## About this exercise
Search term "connection": please copy every line of the records below that contains it.
------ Input
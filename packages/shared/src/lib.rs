//! Utilities shared by the Hiroba binaries.

pub mod logger;
pub mod time;
//! Logging setup for the Hiroba binaries.

use tracing_subscriber::{layer::SubscriberExt, util::SubscriberInitExt};

/// Initialize the tracing subscriber.
///
/// `targets` lists the crate/binary targets that get `default_level`; everything else stays at
/// the subscriber's default (`error`). `RUST_LOG` overrides the whole filter when set.
///
/// # Examples
///
/// ```no_run
/// use hiroba_shared::logger::setup_logger;
///
/// setup_logger(&["hiroba_server", "hiroba_shared"], "debug");
/// ```
pub fn setup_logger(targets: &[&str], default_level: &str) {
    tracing_subscriber::registry()
        .with(
            tracing_subscriber::EnvFilter::try_from_default_env()
                .unwrap_or_else(|_| default_filter(targets, default_level).into()),
        )
        .with(tracing_subscriber::fmt::layer())
        .init();
}

/// Build an `EnvFilter` directive string such as `hiroba_server=info,tower_http=info`.
fn default_filter(targets: &[&str], default_level: &str) -> String {
    targets
        .iter()
        .map(|target| format!("{}={}", target.replace('-', "_"), default_level))
        .collect::<Vec<_>>()
        .join(",")
}
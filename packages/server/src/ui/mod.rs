//! Transport layer: Axum router, WebSocket connection tasks and HTTP handlers.

mod connection;
mod handler;
mod server;
mod signal;
pub mod state;

pub use connection::TransportError;
pub use server::{Server, ServerError};
pub use signal::shutdown_signal;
------------
## Response for this exercise
//! Transport layer: Axum router, WebSocket connection tasks and HTTP handlers.
mod connection;
pub use connection::TransportError;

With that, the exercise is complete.